On the road...
I'm writing this from a hotel room in Winnipeg, Manitoba, Canada. The Internet service came for free with the room, and unlike my last experience, this service doesn't suck. The room came with a very stripped-down Compaq PC (no hard drive, two RealTek NICs, and a cheap 15" IBM monitor), which, when booted, loads a Linux kernel from the network, and boots up into a minimal X configuration with Netscape 4.8. The second NIC in the machine is apparently to relay DHCP services to a laptop or other user-supplied machine, but the system keeps locking up solid the second I connect a live interface to it. They use Wine for displaying Microsoft Office documents, and have a few common plugins in place which makes the service mostly usable. The lack of a slightly more modern browser is a little disturbing, but I'd suspect they have plans to move to Mozilla in time. You can browse the filesystem with the browser, and it's basically busybox, X, netscape, and the minimum necessary to make the machine function.

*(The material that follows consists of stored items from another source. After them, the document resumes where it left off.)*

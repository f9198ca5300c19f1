//! Error handling for Starmill
//!
//! Provides the error types shared by every layer of a machining job:
//! - Connection errors (machine link open/drop)
//! - Sequencer errors (timeouts, invariant violations, link faults)
//! - Probe errors (missing or failed surface measurement)
//! - Gate errors (raw outcome of a blocking wait)
//!
//! All error types use `thiserror` for ergonomic error handling.

use crate::core::event::EventKind;
use crate::data::{ConnectionState, SequencerState};
use thiserror::Error;

/// Connection error type
///
/// Represents failures of the machine link itself. Always fatal, and raised
/// before any motion when the link cannot be opened.
#[derive(Error, Debug, Clone)]
pub enum ConnectionError {
    /// Failed to open port
    #[error("Failed to open port {port}: {reason}")]
    FailedToOpen {
        /// The name of the port that failed to open.
        port: String,
        /// The reason the port failed to open.
        reason: String,
    },

    /// A batch was attempted while the link was not in the Connected state
    #[error("Link not connected (state: {state})")]
    NotConnected {
        /// The connection state observed at submission time.
        state: ConnectionState,
    },

    /// The link is not open
    #[error("Link is not open")]
    NotOpen,

    /// The link is already open
    #[error("Link is already open")]
    AlreadyOpen,

    /// Connection lost
    #[error("Connection lost: {reason}")]
    ConnectionLost {
        /// The reason the connection was lost.
        reason: String,
    },

    /// Serial port error
    #[error("Serial port error: {reason}")]
    SerialError {
        /// The reason for the serial port error.
        reason: String,
    },

    /// I/O error
    #[error("I/O error: {reason}")]
    IoError {
        /// The reason for the I/O error.
        reason: String,
    },
}

impl From<std::io::Error> for ConnectionError {
    fn from(err: std::io::Error) -> Self {
        ConnectionError::IoError {
            reason: err.to_string(),
        }
    }
}

/// Outcome of a failed blocking wait on the event gate.
#[derive(Error, Debug, Clone, PartialEq)]
pub enum GateError {
    /// No notification of the awaited kind arrived within the bound
    #[error("Timed out after {timeout_ms}ms waiting for {kind}")]
    TimedOut {
        /// The event kind that was awaited.
        kind: EventKind,
        /// The wait bound in milliseconds.
        timeout_ms: u64,
    },

    /// The machine link reported a fault while the wait was pending
    #[error("Link fault: {reason}")]
    Faulted {
        /// The fault reported by the link.
        reason: String,
    },
}

/// Sequencer error type
///
/// Raised by the command sequencer. A timeout or link fault moves the
/// sequencer to its terminal `Failed` state.
#[derive(Error, Debug, Clone)]
pub enum SequencerError {
    /// A blocking wait exceeded its bound
    #[error("Timed out after {timeout_ms}ms waiting for {event}")]
    Timeout {
        /// The event kind that never arrived.
        event: EventKind,
        /// The timeout duration in milliseconds.
        timeout_ms: u64,
    },

    /// An ordering invariant was broken by the caller
    #[error("Sequencing violation: {reason}")]
    SequencingViolation {
        /// What was attempted.
        reason: String,
    },

    /// Invalid state transition
    #[error("Invalid state transition from {current} to {requested}")]
    InvalidStateTransition {
        /// The current state.
        current: SequencerState,
        /// The requested state.
        requested: SequencerState,
    },

    /// The machine link reported an error, alarm, or drop mid-operation
    #[error("Link fault: {reason}")]
    LinkFault {
        /// The fault reported by the link.
        reason: String,
    },

    /// The sequencer already failed and refuses further batches
    #[error("Sequencer has failed; no further batches are issued")]
    Failed,

    /// Underlying connection error
    #[error(transparent)]
    Connection(#[from] ConnectionError),
}

impl SequencerError {
    /// Map a failed gate wait onto the sequencer taxonomy.
    pub fn from_gate(err: GateError) -> Self {
        match err {
            GateError::TimedOut { kind, timeout_ms } => SequencerError::Timeout {
                event: kind,
                timeout_ms,
            },
            GateError::Faulted { reason } => SequencerError::LinkFault { reason },
        }
    }
}

/// Probe measurement error type
#[derive(Error, Debug, Clone, PartialEq)]
pub enum ProbeError {
    /// The probe-result line reports that the probe never made contact
    #[error("Probe did not make contact: {line}")]
    NotTriggered {
        /// The raw probe-result line.
        line: String,
    },

    /// A probe batch completed without any probe-result line
    #[error("No probe result was reported before the probe batch completed")]
    Missing,

    /// The line carries the probe-result prefix but cannot be parsed
    #[error("Malformed probe result: {line}")]
    Malformed {
        /// The raw unparsed line.
        line: String,
    },
}

/// Main error type for Starmill
///
/// A unified error type that can represent any error from all layers.
#[derive(Error, Debug)]
pub enum Error {
    /// Connection error
    #[error(transparent)]
    Connection(#[from] ConnectionError),

    /// Sequencer error
    #[error(transparent)]
    Sequencer(#[from] SequencerError),

    /// Probe error
    #[error(transparent)]
    Probe(#[from] ProbeError),

    /// Generic error
    #[error("{0}")]
    Other(String),
}

impl Error {
    /// Create an error from a string message
    pub fn other(msg: impl Into<String>) -> Self {
        Error::Other(msg.into())
    }

    /// Check if this is a timeout error
    pub fn is_timeout(&self) -> bool {
        matches!(self, Error::Sequencer(SequencerError::Timeout { .. }))
    }

    /// Check if this is a connection error
    pub fn is_connection_error(&self) -> bool {
        matches!(
            self,
            Error::Connection(_) | Error::Sequencer(SequencerError::Connection(_))
        )
    }

    /// Check if this is a probe measurement error
    pub fn is_probe_error(&self) -> bool {
        matches!(self, Error::Probe(_))
    }

    /// Check if this is an invariant violation (a defect, not a runtime condition)
    pub fn is_sequencing_violation(&self) -> bool {
        matches!(
            self,
            Error::Sequencer(
                SequencerError::SequencingViolation { .. }
                    | SequencerError::InvalidStateTransition { .. }
            )
        )
    }
}

/// Result type using Error
pub type Result<T> = std::result::Result<T, Error>;
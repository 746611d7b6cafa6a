use crate::format::FormattedSheet;
use chrono::{DateTime, Duration, Utc};
use serde::Serialize;
use std::collections::HashMap;
use std::sync::{Arc, Mutex};

pub trait Clock: Send + Sync {
    fn now(&self) -> DateTime<Utc>;
}

pub struct SystemClock;

impl Clock for SystemClock {
    fn now(&self) -> DateTime<Utc> {
        Utc::now()
    }
}

/// Settable clock for exercising expiry.
#[cfg(test)]
pub struct ManualClock(Mutex<DateTime<Utc>>);

#[cfg(test)]
impl ManualClock {
    pub fn new() -> Self {
        ManualClock(Mutex::new(Utc::now()))
    }

    pub fn advance(&self, by: Duration) {
        let mut now = self.0.lock().unwrap_or_else(|e| e.into_inner());
        *now += by;
    }
}

#[cfg(test)]
impl Clock for ManualClock {
    fn now(&self) -> DateTime<Utc> {
        *self.0.lock().unwrap_or_else(|e| e.into_inner())
    }
}

#[derive(Debug, Clone, Copy, PartialEq, Eq, Serialize)]
#[serde(rename_all = "lowercase")]
pub enum JobStatus {
    Processing,
    Completed,
    Error,
}

#[derive(Debug, Clone)]
pub struct JobEntry {
    pub status: JobStatus,
    pub message: String,
    pub data: Option<FormattedSheet>,
    pub created_at: DateTime<Utc>,
}

/// Request results keyed by request id, dropped once older than the TTL.
pub struct ResultStore {
    entries: Mutex<HashMap<String, JobEntry>>,
    ttl: Duration,
    clock: Arc<dyn Clock>,
}

impl ResultStore {
    pub fn new(ttl: Duration, clock: Arc<dyn Clock>) -> Self {
        ResultStore {
            entries: Mutex::new(HashMap::new()),
            ttl,
            clock,
        }
    }

    fn with_entries<T>(&self, f: impl FnOnce(&mut HashMap<String, JobEntry>) -> T) -> T {
        let mut guard = self.entries.lock().unwrap_or_else(|e| e.into_inner());
        f(&mut guard)
    }

    pub fn begin(&self, request_id: &str) {
        let entry = JobEntry {
            status: JobStatus::Processing,
            message: "Starting sheet formatting".to_string(),
            data: None,
            created_at: self.clock.now(),
        };
        self.with_entries(|m| m.insert(request_id.to_string(), entry));
    }

    pub fn complete(&self, request_id: &str, data: FormattedSheet) {
        self.with_entries(|m| {
            if let Some(e) = m.get_mut(request_id) {
                e.status = JobStatus::Completed;
                e.message = "Sheet formatting completed successfully".to_string();
                e.data = Some(data);
            }
        });
    }

    pub fn fail(&self, request_id: &str, message: String) {
        self.with_entries(|m| {
            if let Some(e) = m.get_mut(request_id) {
                e.status = JobStatus::Error;
                e.message = message;
                e.data = None;
            }
        });
    }

    pub fn get(&self, request_id: &str) -> Option<JobEntry> {
        self.with_entries(|m| m.get(request_id).cloned())
    }

    /// Removes entries older than the TTL; returns how many were dropped.
    pub fn sweep_expired(&self) -> usize {
        let now = self.clock.now();
        let ttl = self.ttl;
        self.with_entries(|m| {
            let before = m.len();
            m.retain(|_, e| now - e.created_at <= ttl);
            before - m.len()
        })
    }

    pub fn len(&self) -> usize {
        self.with_entries(|m| m.len())
    }
}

I'm fairly impressed, it's a damn sight better than that crappy LodgeNet offering. Now if they only made xterm and ssh available, I'd be a happy, happy guy.
The trip...
After being unsuccessful in finding a hotel room where we planned on stopping, we just drove to Minneapolis/St. Paul and grabbed a room there. I'm running on about five hours of sleep, since we didn't actually get into the room until about 3:30 in the morning. Today's drive was a helluva lot easier, although there was a small delay at the border; they seem to be hand-verifying citizenship and searching vehicles a lot more than last year.